Several urgent factors have propelled the debate: the steeper risks of terrorist attacks, the fact that monitoring the sheer numbers who have returned is overwhelming security services, and the difficulty of building cases against suspects who may have been trained and indoctrinated in distant lands.
At least 14 European countries have made receiving terrorism training a criminal offense. Nine have made travel from the war zones of Syria and Iraq an offense.
In France, more than 900 people have left the country to be jihadis, making it Europe’s biggest wellspring of foreign fighters. The government is now debating whether to allow house arrest even if there are merely “serious reasons for thinking’’ someone has been in an overseas war zone.

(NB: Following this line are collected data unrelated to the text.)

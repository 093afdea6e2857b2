mod support;

use lake_adapters::run_plugin;
use lake_pipeline::{RunStatus, SubTaskStatus};
use serde_json::json;
use support::{invocation, migrated_orchestrator, mount_page};
use tokio_util::sync::CancellationToken;
use wiremock::MockServer;

#[tokio::test]
async fn iteration_names_resolve_to_ids_and_unknown_names_stay_null() -> anyhow::Result<()> {
    let server = MockServer::start().await;
    mount_page(&server, "/iterations", "page", "1", "tapd/iterations.json").await;
    mount_page(&server, "/bug_changes", "page", "1", "tapd/bug_changes.json").await;
    let orchestrator = migrated_orchestrator().await?;

    let report = run_plugin(
        orchestrator.clone(),
        invocation("tapd", json!({"connection_id": 2, "workspace_id": 5501}), &server),
        CancellationToken::new(),
    )
    .await?;
    assert_eq!(report.status, RunStatus::Completed, "{report:?}");

    let store = orchestrator.store();
    assert_eq!(store.count_rows("_tool_tapd_iterations").await?, 2);
    assert_eq!(store.count_rows("_tool_tapd_bug_changelogs").await?, 3);

    let items: Vec<(i64, String, Option<i64>, Option<i64>)> = sqlx::query_as(
        "SELECT changelog_id, field, iteration_id_from, iteration_id_to
         FROM _tool_tapd_bug_changelog_items ORDER BY changelog_id",
    )
    .fetch_all(store.pool())
    .await?;
    assert_eq!(
        items,
        vec![
            (7701, "iteration_id".to_string(), Some(1155001), Some(1155002)),
            (7702, "iteration_id".to_string(), Some(1155002), None),
            (7703, "status".to_string(), None, None),
        ]
    );
    Ok(())
}

#[tokio::test]
async fn failed_iteration_collection_skips_changelog_extraction() -> anyhow::Result<()> {
    use wiremock::matchers::{method, path};
    use wiremock::{Mock, ResponseTemplate};

    let server = MockServer::start().await;
    Mock::given(method("GET"))
        .and(path("/iterations"))
        .respond_with(ResponseTemplate::new(403))
        .mount(&server)
        .await;
    mount_page(&server, "/bug_changes", "page", "1", "tapd/bug_changes.json").await;
    let orchestrator = migrated_orchestrator().await?;

    let report = run_plugin(
        orchestrator.clone(),
        invocation("tapd", json!({"connection_id": 2, "workspace_id": 5501}), &server),
        CancellationToken::new(),
    )
    .await?;
    assert_eq!(report.status, RunStatus::Failed);
    let status = |name: &str| report.subtask(name).map(|s| s.status);
    assert_eq!(status("collectIterations"), Some(SubTaskStatus::Failed));
    assert_eq!(status("extractIterations"), Some(SubTaskStatus::Skipped));
    // Independent chain still runs.
    assert_eq!(status("collectBugChangelogs"), Some(SubTaskStatus::Completed));
    assert_eq!(status("extractBugChangelogs"), Some(SubTaskStatus::Skipped));
    assert_eq!(orchestrator.store().count_rows("raw_tapd_api_bug_changelogs").await?, 3);
    Ok(())
}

Two trials involving French jihadi cells were held in Paris this month, with the defendants in one of them receiving sentences of up to 10 years on charges of “criminal conspiracy with the aim of preparing acts of terrorism.’’
Setting policy for dealing with returning jihadis is just one example of how Europe, like the United States after the Sept. 11 attacks, is being forced to weigh security concerns against civil liberties.
Even before the Paris and Brussels assaults, cases like the one in Strasbourg were highlighting the difficult choices posed by European citizens coming home from Syria.
At least 1,300 European jihadis have returned to the Continent, and those are only the ones identified by the police. Three times as many Europeans may have gone to Syria, some slipping back undetected, with disastrous con-sequences.
One member of the Strasbourg group, Foued Mohamed-Aggad, returned after the others and was not detected by the authorities. He ended up as one of the three killers at the Bataclan concert hall in Paris, where 90 people were shot dead Nov. 13.
Of the nine others from Strasbourg known to have gone to Syria, two were killed there in January 2014, but seven returned and were quickly arrested in May 2014. They are awaiting trial.
The record of their interrogations afterward is a dance of denial that they intended any harm in Europe.
“This is a radical, extremist Islam, which has nothing to do with basic Islam and which I disavow,’’ Mohamed-Aggad’s brother, Karim, told investigators, according to documents recounting the interrogations.